Mal renseignés, les profs !

Face à l'imminence de la mise en œuvre de ce programme, il est crucial que l'on étudie, au-delà de son contenu pour le moins flou, ses enjeux et ses présupposés. En effet, formulé en des termes excessivement ambigus. si vagues et si fédérateurs qu'ils rassureraient presque certains collègues naïfs, le B.O. du 12 août 1999 mérite une exégèse éclairée. Les professeurs, n'en déplaise à certains de leurs accusateurs, ont bien lu les textes ; ils sont même allés au-delà : ils ont lu entre leurs lignes. Ainsi donc, les texte officiels seront constamment mis en regard de textes officieux beaucoup plus explicites [1].

Le B.O. du 12 août pose en préambule trois objectifs, dont nous dénonçons, point pour point. la formulation " langue-de-bois ".

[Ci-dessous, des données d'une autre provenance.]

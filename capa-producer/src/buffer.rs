use std::{fmt, ops::Deref, sync::Arc};

use bytes::Bytes;

use capa_common::unix_micros;

/// Capture metadata attached to a packet.
#[derive(Debug, Clone, Copy, Default, PartialEq, Eq)]
pub struct PacketMeta {
    /// Capture timestamp in microseconds since the UNIX epoch. Published as the record key.
    pub timestamp_micros: u64,
    /// Length of the packet on the wire. Can exceed the captured length when the capture
    /// engine truncates packets to a snap length.
    pub orig_len: u32,
}

/// A captured packet, shared between the capture engine and the publisher.
///
/// Cloning a `PacketBuffer` takes another share of the same bytes; the bytes are freed when
/// the last share is dropped.
///
/// ## Release contract
/// The publisher takes one share per buffer it hands to a broker client and drops it when
/// the delivery completion for that buffer is drained by
/// [`ConnectionPool::poll`](crate::ConnectionPool::poll), or immediately when the buffer is
/// rejected. The caller's own handle is never touched, so the caller may drop or reuse
/// it at any point.
#[derive(Clone)]
pub struct PacketBuffer {
    inner: Arc<Inner>,
}

struct Inner {
    data: Bytes,
    meta: PacketMeta,
}

impl PacketBuffer {
    /// Wraps captured bytes, stamping them with the current time.
    pub fn new(data: impl Into<Bytes>) -> Self {
        let data = data.into();
        let meta = PacketMeta { timestamp_micros: unix_micros(), orig_len: orig_len(data.len()) };
        Self::with_meta(data, meta)
    }

    /// Wraps captured bytes with explicit capture metadata.
    pub fn with_meta(data: impl Into<Bytes>, meta: PacketMeta) -> Self {
        Self { inner: Arc::new(Inner { data: data.into(), meta }) }
    }

    #[inline]
    pub fn data(&self) -> &Bytes {
        &self.inner.data
    }

    #[inline]
    pub fn meta(&self) -> &PacketMeta {
        &self.inner.meta
    }

    #[inline]
    pub fn timestamp_micros(&self) -> u64 {
        self.inner.meta.timestamp_micros
    }

    /// Number of captured bytes.
    #[inline]
    pub fn len(&self) -> usize {
        self.inner.data.len()
    }

    #[inline]
    pub fn is_empty(&self) -> bool {
        self.inner.data.is_empty()
    }

    /// Number of live shares of this buffer, the caller's included.
    #[inline]
    pub fn ref_count(&self) -> usize {
        Arc::strong_count(&self.inner)
    }
}

/// Wire length of a packet captured whole, saturating at `u32::MAX`.
#[inline]
fn orig_len(len: usize) -> u32 {
    u32::try_from(len).unwrap_or(u32::MAX)
}

impl Deref for PacketBuffer {
    type Target = [u8];

    fn deref(&self) -> &Self::Target {
        &self.inner.data
    }
}

impl AsRef<[u8]> for PacketBuffer {
    fn as_ref(&self) -> &[u8] {
        &self.inner.data
    }
}

impl fmt::Debug for PacketBuffer {
    fn fmt(&self, f: &mut fmt::Formatter<'_>) -> fmt::Result {
        f.debug_struct("PacketBuffer")
            .field("len", &self.len())
            .field("meta", self.meta())
            .field("shares", &self.ref_count())
            .finish()
    }
}
use std::time::Duration;

use capa_producer::{
    mock::MockBroker,
    tcp::{ConnectError, TcpConnector},
    ConnectionPool, DeliveryError, PoolError, PoolOptions, PoolStats, ProducerOptions,
};
use capa_wire::{
    compression::{decompress, CompressionType},
    produce::Status,
};
use tokio::{task::block_in_place, time::sleep};

use crate::packets;

const TOPIC: &str = "pcap";

fn options(broker: &MockBroker) -> ProducerOptions {
    ProducerOptions::new([broker.local_addr().to_string()], TOPIC)
        .linger(Some(Duration::from_millis(1)))
        .retry_backoff(Duration::from_millis(10))
}

fn open(
    slots: usize,
    options: ProducerOptions,
    flush_timeout: Duration,
) -> ConnectionPool<TcpConnector> {
    let connector = TcpConnector::new(options).unwrap();
    let pool_options = PoolOptions::default().flush_timeout(flush_timeout);
    ConnectionPool::open(slots, connector, pool_options).unwrap()
}

/// Polls until `done` holds for the pool stats, failing after five seconds.
async fn poll_until(
    pool: &ConnectionPool<TcpConnector>,
    done: impl Fn(&PoolStats) -> bool,
) -> PoolStats {
    let wait = async {
        loop {
            pool.poll().unwrap();
            let stats = pool.stats().unwrap();
            if done(&stats) {
                return stats;
            }

            sleep(Duration::from_millis(5)).await;
        }
    };

    tokio::time::timeout(Duration::from_secs(5), wait).await.expect("timed out polling the pool")
}

#[tokio::test(flavor = "multi_thread", worker_threads = 2)]
async fn packets_reach_the_broker() {
    let _ = tracing_subscriber::fmt::try_init();

    let broker = MockBroker::bind("127.0.0.1:0").await.unwrap();
    let pool = open(2, options(&broker), Duration::from_secs(1));

    let first = packets(100, 128, 1_000);
    let second = packets(100, 128, 2_000);
    assert_eq!(pool.send(&first, 0).unwrap(), 100);
    assert_eq!(pool.send(&second, 1).unwrap(), 100);

    let stats = poll_until(&pool, |stats| stats.delivered == 200).await;
    assert_eq!(stats.failed, 0);
    assert_eq!(stats.bytes_delivered, 200 * 128);
    assert_eq!(stats.queue_depth, 0);
    assert!(first.iter().chain(&second).all(|packet| packet.ref_count() == 1));

    let received = broker.received();
    assert_eq!(received.len(), 200);
    assert!(received.iter().all(|msg| msg.topic() == TOPIC.as_bytes()));

    // Each connection carries one slot, in order.
    let mut first_keys: Vec<u64> =
        received.iter().map(|msg| msg.key()).filter(|key| *key < 2_000).collect();
    let sorted = {
        let mut keys = first_keys.clone();
        keys.sort_unstable();
        keys
    };
    assert_eq!(first_keys, sorted);
    first_keys.dedup();
    assert_eq!(first_keys.len(), 100);

    let payload = received.iter().find(|msg| msg.key() == 1_005).unwrap().payload().clone();
    assert_eq!(&payload[..], &first[5][..]);

    let stats = block_in_place(|| pool.close()).unwrap();
    assert_eq!(stats.delivered, 200);
    assert_eq!(broker.connections(), 2);
}

#[tokio::test(flavor = "multi_thread", worker_threads = 2)]
async fn three_packets_end_to_end() {
    let broker = MockBroker::bind("127.0.0.1:0").await.unwrap();
    let pool = open(2, options(&broker), Duration::from_secs(1));

    assert_eq!(pool.send(&packets(3, 64, 0), 0).unwrap(), 3);
    let stats = poll_until(&pool, |stats| stats.completed() == 3).await;
    assert_eq!(stats.submitted, 3);
    assert_eq!(stats.delivered, 3);

    let stats = block_in_place(|| pool.close()).unwrap();
    assert_eq!(stats.failed, 0);
    assert_eq!(broker.received_count(), 3);
}

#[tokio::test(flavor = "multi_thread", worker_threads = 2)]
async fn large_bursts_are_written_in_order() {
    let broker = MockBroker::bind("127.0.0.1:0").await.unwrap();
    let pool = open(1, options(&broker).batch_size(1024 * 1024), Duration::from_secs(1));

    // Far more than the write buffer's backpressure boundary.
    let burst = packets(500, 4096, 0);
    assert_eq!(pool.send(&burst, 0).unwrap(), 500);

    let stats = poll_until(&pool, |stats| stats.delivered == 500).await;
    assert_eq!(stats.failed, 0);
    assert_eq!(stats.bytes_delivered, 500 * 4096);

    let keys: Vec<u64> = broker.received().iter().map(|msg| msg.key()).collect();
    assert_eq!(keys, (0..500).collect::<Vec<u64>>());

    block_in_place(|| pool.close()).unwrap();
}

#[tokio::test(flavor = "multi_thread", worker_threads = 2)]
async fn payloads_are_compressed() {
    let broker = MockBroker::bind("127.0.0.1:0").await.unwrap();
    let options = options(&broker).compression(CompressionType::Lz4).min_compress_size(256);
    let pool = open(1, options, Duration::from_secs(1));

    let small = packets(1, 64, 0);
    let large = packets(1, 4096, 1);
    pool.send(&small, 0).unwrap();
    pool.send(&large, 0).unwrap();

    poll_until(&pool, |stats| stats.delivered == 2).await;

    let received = broker.received();
    assert_eq!(received[0].compression(), CompressionType::None);
    assert_eq!(&received[0].payload()[..], &small[0][..]);

    assert_eq!(received[1].compression(), CompressionType::Lz4);
    let restored = decompress(CompressionType::Lz4, received[1].payload()).unwrap();
    assert_eq!(&restored[..], &large[0][..]);

    block_in_place(|| pool.close()).unwrap();
}

#[tokio::test(flavor = "multi_thread", worker_threads = 2)]
async fn acknowledged_packets_hold_capacity_until_polled() {
    let broker = MockBroker::bind("127.0.0.1:0").await.unwrap();
    let pool = open(1, options(&broker).queue_size(4), Duration::from_secs(1));

    let mut accepted = 0;
    for round in 0..10 {
        accepted += pool.send(&packets(4, 32, round * 4), 0).unwrap();
        sleep(Duration::from_millis(10)).await;
    }

    // Wait for the broker to acknowledge everything it was sent.
    let wait = async {
        while broker.received_count() < 4 {
            sleep(Duration::from_millis(5)).await;
        }
    };
    tokio::time::timeout(Duration::from_secs(5), wait).await.unwrap();
    sleep(Duration::from_millis(50)).await;

    assert_eq!(accepted, 4);
    assert_eq!(pool.send(&packets(1, 32, 100), 0).unwrap(), 0);
    assert_eq!(pool.stats().unwrap().queue_depth, 4);

    poll_until(&pool, |stats| stats.delivered == 4).await;
    assert_eq!(pool.send(&packets(4, 32, 200), 0).unwrap(), 4);

    block_in_place(|| pool.close()).unwrap();
}

#[tokio::test(flavor = "multi_thread", worker_threads = 2)]
async fn broker_rejections_are_failures() {
    let broker = MockBroker::bind("127.0.0.1:0").await.unwrap();
    broker.reject_topic(TOPIC);
    let pool = open(1, options(&broker), Duration::from_secs(1));

    pool.send(&packets(10, 32, 0), 0).unwrap();

    let mut results = Vec::new();
    let wait = async {
        while results.len() < 10 {
            pool.poll_with(|report| results.push(report.result.clone())).unwrap();
            sleep(Duration::from_millis(5)).await;
        }
    };
    tokio::time::timeout(Duration::from_secs(5), wait).await.unwrap();

    assert!(results.iter().all(|r| *r == Err(DeliveryError::Rejected(Status::UnknownTopic))));

    let stats = pool.stats().unwrap();
    assert_eq!(stats.delivered, 0);
    assert_eq!(stats.failed, 10);

    block_in_place(|| pool.close()).unwrap();
}

#[tokio::test(flavor = "multi_thread", worker_threads = 2)]
async fn client_reconnects_after_connection_loss() {
    let _ = tracing_subscriber::fmt::try_init();

    let broker = MockBroker::bind("127.0.0.1:0").await.unwrap();
    let pool = open(1, options(&broker), Duration::from_secs(1));

    pool.send(&packets(10, 32, 0), 0).unwrap();
    poll_until(&pool, |stats| stats.delivered == 10).await;

    broker.kick_connections();
    sleep(Duration::from_millis(20)).await;

    pool.send(&packets(10, 32, 10), 0).unwrap();
    let stats = poll_until(&pool, |stats| stats.delivered == 20).await;
    assert_eq!(stats.failed, 0);
    assert!(broker.connections() >= 2);

    block_in_place(|| pool.close()).unwrap();
}

#[tokio::test(flavor = "multi_thread", worker_threads = 2)]
async fn unacknowledged_packets_time_out() {
    let broker = MockBroker::bind("127.0.0.1:0").await.unwrap();
    broker.set_silent(true);

    let options = options(&broker).message_timeout(Duration::from_millis(200)).max_retries(0);
    let pool = open(1, options, Duration::from_secs(1));

    pool.send(&packets(5, 32, 0), 0).unwrap();
    let stats = poll_until(&pool, |stats| stats.failed == 5).await;
    assert_eq!(stats.delivered, 0);
    assert_eq!(stats.queue_depth, 0);
    assert_eq!(broker.received_count(), 5);

    block_in_place(|| pool.close()).unwrap();
}

#[tokio::test(flavor = "multi_thread", worker_threads = 2)]
async fn unreachable_broker_fails_packets() {
    // Reserve a port nobody listens on.
    let addr = {
        let listener = std::net::TcpListener::bind("127.0.0.1:0").unwrap();
        listener.local_addr().unwrap()
    };

    let options = ProducerOptions::new([addr.to_string()], TOPIC)
        .retry_backoff(Duration::from_millis(5))
        .reconnect_attempts(2);
    let pool = open(1, options, Duration::from_millis(100));

    pool.send(&packets(5, 32, 0), 0).unwrap();
    let stats = poll_until(&pool, |stats| stats.failed == 5).await;
    assert_eq!(stats.delivered, 0);

    // The driver gave up, so the next send recreates the client.
    sleep(Duration::from_millis(20)).await;
    pool.send(&packets(1, 32, 5), 0).unwrap();
    assert_eq!(pool.stats().unwrap().reconnects, 1);

    let stats = block_in_place(|| pool.close()).unwrap();
    assert_eq!(stats.delivered, 0);
    assert_eq!(stats.queue_depth, 0);
}

#[tokio::test(flavor = "multi_thread", worker_threads = 2)]
async fn close_abandons_after_flush_timeout() {
    let broker = MockBroker::bind("127.0.0.1:0").await.unwrap();
    broker.set_silent(true);
    let pool = open(1, options(&broker), Duration::from_millis(100));

    let batch = packets(8, 32, 0);
    pool.send(&batch, 0).unwrap();

    let stats = block_in_place(|| pool.close()).unwrap();
    assert_eq!(stats.submitted, 8);
    assert_eq!(stats.delivered, 0);
    assert_eq!(stats.failed, 8);
    assert_eq!(stats.queue_depth, 0);
    assert!(matches!(pool.send(&batch, 0), Err(PoolError::NotInitialized)));
}

#[tokio::test]
async fn invalid_broker_fails_open() {
    let connector = TcpConnector::new(ProducerOptions::new(["no-port"], TOPIC)).unwrap();
    let err = ConnectionPool::open(2, connector, PoolOptions::default()).unwrap_err();

    let PoolError::Init { slot, source } = err else {
        panic!("expected an init error");
    };
    assert_eq!(slot, 0);
    assert!(matches!(
        source.downcast_ref::<ConnectError>(),
        Some(ConnectError::InvalidBroker(broker)) if broker == "no-port"
    ));
}

#[test]
fn connector_can_use_an_explicit_runtime() {
    let runtime = tokio::runtime::Builder::new_multi_thread().enable_all().build().unwrap();
    let connector = TcpConnector::with_handle(
        ProducerOptions::new(["127.0.0.1:1"], TOPIC).reconnect_attempts(1),
        runtime.handle().clone(),
    );

    let options = PoolOptions::default().flush_timeout(Duration::from_millis(10));
    let pool = ConnectionPool::open(1, connector, options).unwrap();
    assert_eq!(pool.len(), 1);

    let stats = pool.close().unwrap();
    assert_eq!(stats.submitted, 0);
}
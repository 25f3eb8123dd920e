#![cfg_attr(docsrs, feature(doc_cfg, doc_auto_cfg))]

pub use capa_common::{constants, unix_micros};
pub use capa_producer::*;
pub use capa_wire::{compression, produce};
use thiserror::Error;

/// Errors returned by [`ConnectionPool`](crate::ConnectionPool) operations.
///
/// Delivery outcomes never show up here: they are absorbed into the slot counters and
/// surface through [`ConnectionPool::stats`](crate::ConnectionPool::stats).
#[derive(Debug, Error)]
pub enum PoolError {
    /// A slot's broker-client handle could not be created. No pool was built.
    #[error("Failed to initialize slot {slot}: {source}")]
    Init {
        slot: usize,
        #[source]
        source: Box<dyn std::error::Error + Send + Sync>,
    },
    /// The pool was opened with zero slots.
    #[error("A connection pool needs at least one slot")]
    NoSlots,
    /// The operation was invoked after the pool was closed.
    #[error("Connection pool is not initialized")]
    NotInitialized,
    /// The slot index is out of range. Nothing was consumed.
    #[error("Invalid slot index {slot}, pool has {slots} slots")]
    InvalidSlot { slot: usize, slots: usize },
}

  • (1) "assurer une cohérence des cursus d'apprentissage de la sixième à la terminale" : c'est poursuivre la réforme du collège au lycée, ce qui relève d'une pure logique interne, qui ne remet pas en cause son présupposé (la réforme des collèges est-elle bénéfique ?). Nous refusons cette logique tout entière. Il s'agit en effet, dans la continuité du collège, de...
  • (2) "mieux assurer la formation des lycéens d'aujourd'hui". nous y voyons un doux euphémisme qui vise à adapter l'enseignement à des besoins et à des capacités (là encore présupposés, et jamais discutés) des élèves. Autrement dit, il faudrait...
  • (3) "tenir compte de l'évolution de la discipline", ce qui est à nos yeux un second euphémisme visant à entériner une baisse des exigences face à la baisse du niveau des élèves (en orthographe, en expression, en esprit de logique et de synthèse...). Nous reviendrons plus tard sur ce phénomène avéré, mais prêtant à des interprétations divergentes.
Le B.O. détaille ensuite un peu plus la teneur des modifications. Le projet apparaît à la fois trop ambitieux dans ses déclarations de principe, et très pauvre dans ses applications concrètes. En effet. certaines de ces orientations peuvent s'avérer positives à condition qu'elles ne suppriment pas les anciennes, ce qui, au vu de la réduction des horaires de cours en classe entière, est matériellement impossible. Là est le leurre d'une réforme à moyens constants. Rappelons que, en français, un bachelier du cru 2002 aura perdu, selon sa série, entre 27 et 63 heures de français par rapport à ses aînés de 1999.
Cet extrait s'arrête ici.